Now that the frenzy of the divorce campaign is over, perhaps we should pick up some pieces that were among the casualties of the campaign. One of them is the right to a lawyer of one’s choice.

During the campaign it was reported that Deborah Schembri, a family lawyer and front-person of the Yes campaign, had “automatically excluded herself” from practising in the Ecclesiastical Tribunal by speaking publicly in favour of divorce.

It turned out that Dr Schembri had, in fact, not quite excluded herself but was simply eliminated from the list of lawyers who can plead in the Church tribunal because of her views on divorce. She was informed of this by one of her own clients.

Dr Schembri’s removal was justified on grounds that only lawyers who uphold the Church teachings on marriage can plead in the Church tribunal. It was explained that lawyers who practise in this tribunal obtain a warrant for this purpose and only do so on condition that they undertake to uphold these teachings. Clearly, these teachings are at odds with any notion of divorce for which Dr Schembri has been a standard-bearer.

Going by those rules, therefore, the tribunal’s Judicial Vicar acted within the rules of the Church by announcing Dr Schembri’s expulsion from its tribunal. And there is no doubt that the Church has its own rules and it is free to apply them.

But there is a problem.

The problem lies in the fact that, in Malta, the decisions of the Church tribunal are recognised by the state. There is a specific Church-state agreement that grants civil recognition to the decisions of the Church tribunal. Yet, the state is also bound by the European Convention on Human Rights that, among others, guarantees the right to a fair hearing.

Article 6 of the convention provides that “in the determination of his civil rights and obligations … everyone is entitled to a fair… hearing by (a) court.”

This provision also extends to the right of being assisted by a lawyer. And, of course, the right to choose one’s own lawyer is of the essence for one’s own defence.

There is case law of the Strasbourg-based European Court of Human Rights that upholds the right to be assisted by a lawyer. And the European Court does not exempt the Ecclesiastical Court from respecting this right.

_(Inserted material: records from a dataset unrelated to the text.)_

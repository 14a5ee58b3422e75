#![forbid(unsafe_code)]

//! Pointer event model.
//!
//! Hosts translate their native touch or mouse stream into [`PointerEvent`]s.
//! Every event names the pointer that changed and carries a snapshot of all
//! pointers that are down at that instant, so the consumer can recover when a
//! tracked pointer vanishes without an up or cancel.
//!
//! Positions are in host pixels; `x` grows to the right and `y` grows down.
//! Timestamps are monotonic offsets from an arbitrary host epoch.

use std::time::Duration;

/// Host-assigned pointer identifier, stable for the lifetime of one contact.
#[derive(Debug, Clone, Copy, PartialEq, Eq, Hash, PartialOrd, Ord)]
pub struct PointerId(pub u32);

impl PointerId {
    /// Identifier conventionally used for the first contact or a mouse.
    pub const PRIMARY: Self = Self(0);
}

/// Position of one active pointer.
#[derive(Debug, Clone, Copy, PartialEq)]
pub struct PointerSample {
    /// Pointer identifier.
    pub id: PointerId,
    /// Horizontal position in pixels.
    pub x: f32,
    /// Vertical position in pixels.
    pub y: f32,
}

impl PointerSample {
    /// Create a new sample.
    #[must_use]
    pub const fn new(id: PointerId, x: f32, y: f32) -> Self {
        Self { id, x, y }
    }
}

/// The type of pointer event.
#[derive(Debug, Clone, Copy, PartialEq, Eq, Hash)]
pub enum PointerEventKind {
    /// First pointer went down.
    Down,
    /// An additional pointer went down while others are held.
    SecondaryDown,
    /// One or more pointers moved.
    Move,
    /// A pointer went up while others remain down.
    SecondaryUp,
    /// The last pointer went up.
    Up,
    /// The host aborted the gesture (e.g. the window lost focus).
    Cancel,
}

/// A pointer event.
#[derive(Debug, Clone, PartialEq)]
pub struct PointerEvent {
    /// The type of event.
    pub kind: PointerEventKind,
    /// Pointer whose state changed.
    pub pointer: PointerId,
    /// Every pointer that is down at this instant, including `pointer` unless
    /// it just went up.
    pub pointers: Vec<PointerSample>,
    /// Monotonic event time.
    pub timestamp: Duration,
}

impl PointerEvent {
    /// Create an event for a single pointer at `(x, y)`.
    ///
    /// For [`PointerEventKind::Up`] and [`PointerEventKind::SecondaryUp`] the
    /// sample still records where the pointer lifted.
    #[must_use]
    pub fn new(kind: PointerEventKind, id: PointerId, x: f32, y: f32, timestamp: Duration) -> Self {
        Self {
            kind,
            pointer: id,
            pointers: vec![PointerSample::new(id, x, y)],
            timestamp,
        }
    }

    /// First pointer down.
    #[must_use]
    pub fn down(id: PointerId, x: f32, y: f32, timestamp: Duration) -> Self {
        Self::new(PointerEventKind::Down, id, x, y, timestamp)
    }

    /// Pointer moved.
    #[must_use]
    pub fn moved(id: PointerId, x: f32, y: f32, timestamp: Duration) -> Self {
        Self::new(PointerEventKind::Move, id, x, y, timestamp)
    }

    /// Last pointer up.
    #[must_use]
    pub fn up(id: PointerId, x: f32, y: f32, timestamp: Duration) -> Self {
        Self::new(PointerEventKind::Up, id, x, y, timestamp)
    }

    /// Gesture cancelled by the host. Carries no pointer positions.
    #[must_use]
    pub fn cancel(timestamp: Duration) -> Self {
        Self {
            kind: PointerEventKind::Cancel,
            pointer: PointerId::PRIMARY,
            pointers: Vec::new(),
            timestamp,
        }
    }

    /// Add another active pointer to the snapshot (builder).
    #[must_use]
    pub fn with_pointer(mut self, sample: PointerSample) -> Self {
        if let Some(existing) = self.pointers.iter_mut().find(|p| p.id == sample.id) {
            *existing = sample;
        } else {
            self.pointers.push(sample);
        }
        self
    }

    /// Position of `id` in this event's snapshot, if present.
    #[must_use]
    pub fn sample(&self, id: PointerId) -> Option<PointerSample> {
        self.pointers.iter().copied().find(|p| p.id == id)
    }

    /// Position of the pointer that changed.
    #[must_use]
    pub fn changed(&self) -> Option<PointerSample> {
        self.sample(self.pointer)
    }

    /// Whether the event ends the whole gesture.
    #[must_use]
    pub fn is_terminal(&self) -> bool {
        matches!(self.kind, PointerEventKind::Up | PointerEventKind::Cancel)
    }
}

// ---------------------------------------------------------------------------
// Tests
// ---------------------------------------------------------------------------

#[cfg(test)]
mod tests {
    use super::*;

    const T0: Duration = Duration::ZERO;

    #[test]
    fn single_pointer_constructors() {
        let ev = PointerEvent::down(PointerId(3), 10.0, 20.0, T0);
        assert_eq!(ev.kind, PointerEventKind::Down);
        assert_eq!(ev.changed(), Some(PointerSample::new(PointerId(3), 10.0, 20.0)));
        assert!(!ev.is_terminal());
    }

    #[test]
    fn with_pointer_replaces_same_id() {
        let ev = PointerEvent::moved(PointerId(0), 1.0, 1.0, T0)
            .with_pointer(PointerSample::new(PointerId(1), 5.0, 5.0))
            .with_pointer(PointerSample::new(PointerId(1), 6.0, 7.0));
        assert_eq!(ev.pointers.len(), 2);
        assert_eq!(ev.sample(PointerId(1)).map(|s| s.x), Some(6.0));
    }

    #[test]
    fn cancel_is_terminal_and_empty() {
        let ev = PointerEvent::cancel(Duration::from_millis(5));
        assert!(ev.is_terminal());
        assert!(ev.pointers.is_empty());
        assert_eq!(ev.changed(), None);
    }

    #[test]
    fn up_is_terminal() {
        assert!(PointerEvent::up(PointerId::PRIMARY, 0.0, 0.0, T0).is_terminal());
    }
}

So the question therefore arises as to whether the elimination of Dr Schembri from the list of lawyers who can plead in the Church tribunal constitutes a breach of her client’s right to be assisted by a lawyer of her choice. And if Dr Schembri’s exclusion does indeed breach fundamental rights, then how can the state recognise the judgments that are delivered by a tribunal that fails the test of human rights?

So this is not about whether the Church tribunal may apply its own rules – that is not contested. This is about whether the state can recognise judgments of the Church tribunal that do not meet established human rights standards.

The situation got even more complicated when it was reported that Dr Schembri was not the only one to get the axe. Other lawyers have been or may be removed from the list. Two prominent figures in the Labour Party were mentioned specifically in the press. And they may not be the only ones.

And going by the logic of the “automatic self-exclusion” argument, the same should arguably apply to all lawyers who publicly expressed a view in favour of divorce and, for good measure, to all lawyers who are involved in the PL since its leader took a clear stand in favour of divorce.

And it gets worse.

For clients who want to win their case will play it safe. And their best bet will be to choose lawyers hailing from the Nationalist Party ranks, especially those who vote no in Parliament and lawyers who took a prominent part in the No campaign.

Now let us stop and think.

Is this in harmony with the right to a fair trial and the right to be assisted by a lawyer of one’s choice?

I think not and, if we follow this line, I fear that we risk going down a dangerous slope that clashes with the state’s duty to guarantee fundamental rights. Not just on the right to a fair trial but also on other rights, such as the right to religious belief and the right to political association.

It is a slippery slope. And there is only one way out.

Now that the campaign is over, the government should enter into talks with the Church authorities in order to redress this matter. It must argue that the removal of Dr Schembri from the list of lawyers who can plead in the Church tribunal raises serious concerns on whether the decisions of this tribunal live up to standards of human rights that the state is duty-bound to guarantee.

And the state cannot recognise the judgments of a non-state tribunal unless it is satisfied it operates in a way that respects the basic tenets of human rights, just like the civil courts. In default, the state would be failing its own duty to uphold human rights.

Dr Busuttil is a Nationalist member of the European Parliament.